# Plastisol transfers on Thinner t-shirts?



## Scassidy77 (Sep 21, 2017)

Hi everyone, I'm just starting out and still trying to figure out what shirts are right. I love the feel of the Of the 4.3oz-4.5oz combed/ ringspun cotton t-shirts. Such as next level 6210, anvil 980 teeshirts. I'm sure they are great for screen printing, but I do heat transfers. The problem is that when I do heat plastisol heat transfers on these thin shirts I can really feel the transfer on the shirt while wearing it. Especially when I put the print on the backside of a shirt.
What are your thoughts on this? Do any of you use plastisol transfers on these thin shirts? and if so are people complaining about the feel?
I'm not taking orders from people. I'm just going to try to set up at local craft shows and etc. Show I'll probably never know if people get home and hate the feel of the shirt or not. They just won't buy from me again. 
It seems like all the really soft comfortable shirts are the thin ones. The thicker tshirts are not very comfortable to wear, such as the Gildan t-shirts most venders are selling around my area. I really really want to focus on having very comfortable shirts, to set me apart from other sellers. 
Anyone have any insight on this topic? Thanks a bunch


----------



## majik122 (Jan 24, 2017)

Personal preference doesn't dictate what the rest of the world will prefer.  I currently just do printed heat transfer vinyl, we're waiting on some plastisol transfers from versatranz. I personally HATE how a large vinyl design feels on any garment. Heavy and plasticy yet we have people who absolutely LOVE them. Everyone will have their own preference. I think as long as they can touch and feel the tee before they buy it, it shouldn't be an issue.


----------



## proworlded (Oct 3, 2006)

Seann. I think you are letting your personal opinion get in the way of what is most popular. The 6.1 ounce cotton shirt is the shirt that is most widely used and accepted. You will find that the plastisol transfers should feel very much like direct screen printing on that fabric.


----------



## espeinc (Aug 30, 2008)

I'd say get some of those shirts, make some transfers, apply them and take them to one of those shows you are talking about and get people's opinion. That will be best.

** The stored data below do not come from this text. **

//! Reverse geocoding client (Nominatim).
//!
//! Wraps the Nominatim `/reverse` endpoint and maps its loosely-populated
//! address components onto the handful of fields the address gate needs.
//! Responses are cached for five minutes keyed by rounded coordinates, so
//! repeated grabs from the same spot cost one upstream call.

use std::sync::Arc;
use std::time::Duration;

use moka::future::Cache;
use serde::{Deserialize, Serialize};
use thiserror::Error;
use tracing::{debug, instrument};

use crate::config::GeocoderConfig;

/// Cache TTL for resolved addresses.
const CACHE_TTL: Duration = Duration::from_secs(300);


/// Errors raised by the reverse geocoder.
#[derive(Debug, Error)]
pub enum GeocodeError {
    /// Transport-level failure talking to the geocoder.
    #[error("Geocoder request failed: {0}")]
    Http(#[from] reqwest::Error),

    /// The geocoder answered with a non-success status.
    #[error("Geocoder returned HTTP {0}")]
    Status(u16),
}

/// An address resolved from coordinates.
#[derive(Debug, Clone, Serialize, Deserialize)]
pub struct ResolvedAddress {
    /// Street-level line assembled from house number / road / village.
    pub address1: String,
    pub subdistrict: Option<String>,
    pub district: Option<String>,
    pub province: Option<String>,
    pub postcode: Option<String>,
    /// The geocoder's own one-line rendering, when present.
    pub formatted: Option<String>,
}

/// Client for the Nominatim reverse geocoding API.
///
/// Cheaply cloneable; clones share the HTTP client and the response cache.
#[derive(Clone)]
pub struct GeocoderClient {
    inner: Arc<GeocoderClientInner>,
}

struct GeocoderClientInner {
    client: reqwest::Client,
    config: GeocoderConfig,
    cache: Cache<String, ResolvedAddress>,
}

impl GeocoderClient {
    /// Create a new reverse geocoding client.
    #[must_use]
    pub fn new(config: &GeocoderConfig) -> Self {
        let cache = Cache::builder()
            .max_capacity(1000)
            .time_to_live(CACHE_TTL)
            .build();

        Self {
            inner: Arc::new(GeocoderClientInner {
                client: reqwest::Client::new(),
                config: config.clone(),
                cache,
            }),
        }
    }

    /// Resolve coordinates to an address.
    ///
    /// # Errors
    ///
    /// Returns [`GeocodeError`] when the upstream call fails or answers
    /// with a non-success status. A successful but empty geocoder answer
    /// is not an error; the resolved address falls back to a generic line.
    #[instrument(skip(self))]
    pub async fn reverse(&self, lat: f64, lon: f64) -> Result<ResolvedAddress, GeocodeError> {
        let key = cache_key(lat, lon);
        if let Some(hit) = self.inner.cache.get(&key).await {
            debug!(%key, "Geocode cache hit");
            return Ok(hit);
        }

        let response = self
            .inner
            .client
            .get(&self.inner.config.endpoint)
            .query(&[
                ("lat", lat.to_string()),
                ("lon", lon.to_string()),
                ("format", "jsonv2".to_string()),
                ("addressdetails", "1".to_string()),
                ("zoom", "18".to_string()),
                ("accept-language", self.inner.config.accept_language.clone()),
            ])
            .header("User-Agent", &self.inner.config.user_agent)
            .header("Accept", "application/json")
            .send()
            .await?;

        let status = response.status();
        if !status.is_success() {
            return Err(GeocodeError::Status(status.as_u16()));
        }

        let body: NominatimResponse = response.json().await?;
        let resolved = convert(body);

        self.inner.cache.insert(key, resolved.clone()).await;
        Ok(resolved)
    }
}

/// Coordinates round to 4 decimal places (~11 m) for cache keys.
fn cache_key(lat: f64, lon: f64) -> String {
    format!("{lat:.4},{lon:.4}")
}

// =============================================================================
// Nominatim wire types
// =============================================================================

#[derive(Debug, Default, Deserialize)]
struct NominatimResponse {
    #[serde(default)]
    display_name: Option<String>,
    #[serde(default)]
    address: NominatimAddress,
}

/// Nominatim's address object: a grab bag of optional components whose
/// presence depends on the map data at the coordinates.
#[derive(Debug, Default, Deserialize)]
struct NominatimAddress {
    #[serde(default)]
    house_number: Option<String>,
    #[serde(default)]
    road: Option<String>,
    #[serde(default)]
    residential: Option<String>,
    #[serde(default)]
    pedestrian: Option<String>,
    #[serde(default)]
    village: Option<String>,
    #[serde(default)]
    hamlet: Option<String>,
    #[serde(default)]
    neighbourhood: Option<String>,
    #[serde(default)]
    suburb: Option<String>,
    #[serde(default)]
    subdistrict: Option<String>,
    #[serde(default)]
    county: Option<String>,
    #[serde(default)]
    city_district: Option<String>,
    #[serde(default)]
    district: Option<String>,
    #[serde(default)]
    town: Option<String>,
    #[serde(default)]
    city: Option<String>,
    #[serde(default)]
    state: Option<String>,
    #[serde(default)]
    region: Option<String>,
    #[serde(default)]
    postcode: Option<String>,
}

/// Pick the first non-empty component.
fn first_of(candidates: &[&Option<String>]) -> Option<String> {
    candidates
        .iter()
        .find_map(|c| c.as_deref().filter(|s| !s.is_empty()).map(String::from))
}

fn convert(body: NominatimResponse) -> ResolvedAddress {
    let a = &body.address;

    let house = a.house_number.clone().unwrap_or_default();
    let road = first_of(&[&a.road, &a.residential, &a.pedestrian]).unwrap_or_default();
    let village_like =
        first_of(&[&a.village, &a.hamlet, &a.neighbourhood, &a.suburb]).unwrap_or_default();

    let address1 = [house, road, village_like]
        .iter()
        .filter(|part| !part.is_empty())
        .cloned()
        .collect::<Vec<_>>()
        .join(" ");

    let address1 = if address1.is_empty() {
        body.display_name
            .clone()
            // "Location reported by the browser"
            .unwrap_or_else(|| "ตำแหน่งที่ระบุโดยเบราว์เซอร์".to_owned())
    } else {
        address1
    };

    ResolvedAddress {
        address1,
        subdistrict: first_of(&[&a.subdistrict, &a.village, &a.suburb]),
        district: first_of(&[&a.county, &a.city_district, &a.district, &a.town, &a.city]),
        province: first_of(&[&a.state, &a.region]),
        postcode: a.postcode.clone().filter(|s| !s.is_empty()),
        formatted: body.display_name,
    }
}

#[cfg(test)]
#[allow(clippy::unwrap_used)]
mod tests {
    use super::*;

    #[test]
    fn test_cache_key_rounds_coordinates() {
        assert_eq!(cache_key(13.756_331, 100.501_765), "13.7563,100.5018");
        // Nearby points share a key; distant ones do not.
        assert_eq!(cache_key(13.756_349, 100.501_77), "13.7563,100.5018");
        assert_ne!(cache_key(13.76, 100.50), cache_key(13.75, 100.50));
    }

    fn full_response() -> NominatimResponse {
        NominatimResponse {
            display_name: Some("99 ถนนสุขุมวิท คลองเตย กรุงเทพมหานคร 10110".to_owned()),
            address: NominatimAddress {
                house_number: Some("99".to_owned()),
                road: Some("ถนนสุขุมวิท".to_owned()),
                suburb: Some("คลองเตย".to_owned()),
                city: Some("เขตคลองเตย".to_owned()),
                state: Some("กรุงเทพมหานคร".to_owned()),
                postcode: Some("10110".to_owned()),
                ..NominatimAddress::default()
            },
        }
    }

    #[test]
    fn test_convert_assembles_address1() {
        let resolved = convert(full_response());
        assert_eq!(resolved.address1, "99 ถนนสุขุมวิท คลองเตย");
        assert_eq!(resolved.subdistrict.as_deref(), Some("คลองเตย"));
        assert_eq!(resolved.district.as_deref(), Some("เขตคลองเตย"));
        assert_eq!(resolved.province.as_deref(), Some("กรุงเทพมหานคร"));
        assert_eq!(resolved.postcode.as_deref(), Some("10110"));
    }

    #[test]
    fn test_convert_falls_back_to_display_name() {
        let body = NominatimResponse {
            display_name: Some("somewhere on a road".to_owned()),
            address: NominatimAddress::default(),
        };
        let resolved = convert(body);
        assert_eq!(resolved.address1, "somewhere on a road");
    }

    #[test]
    fn test_convert_empty_answer_uses_generic_line() {
        let resolved = convert(NominatimResponse::default());
        assert_eq!(resolved.address1, "ตำแหน่งที่ระบุโดยเบราว์เซอร์");
        assert!(resolved.postcode.is_none());
        assert!(resolved.formatted.is_none());
    }
}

Also, I'd stay away from bold, high ink coverage designs that tend to feel thicker just due to the sheer amount of ink used.
Distressed design and big size is better than bold and big - Distressed design will use less ink and the feel will be less of an impact.


----------



## smaycumber (Oct 21, 2017)

Seann, 

I do 90% plasitsol transfers, and 10% heat transfer vinyl. I have been in business for 4 years, and generate probably $30k in revenue a year. So not big, but not an at home crafter either. I say that for reference only. In terms of suggestions, I have used and had multiple compliments on transfers for the NL 6210. I’m doing a fundraiser campaign for a high school student’s summer mission trip now. She and her friends are in love with that shirt. I have had zero complaints about feel on that shirt from transfers, but what ESPNinc said above is spot on. You have to limit the amount of ink, and that applies to any design. In other words, use distressed as suggested, or use outlines. For example, if you are doing a shirt with a state (I did the state of Texas recently) use an outline of the state, not a filled in image. 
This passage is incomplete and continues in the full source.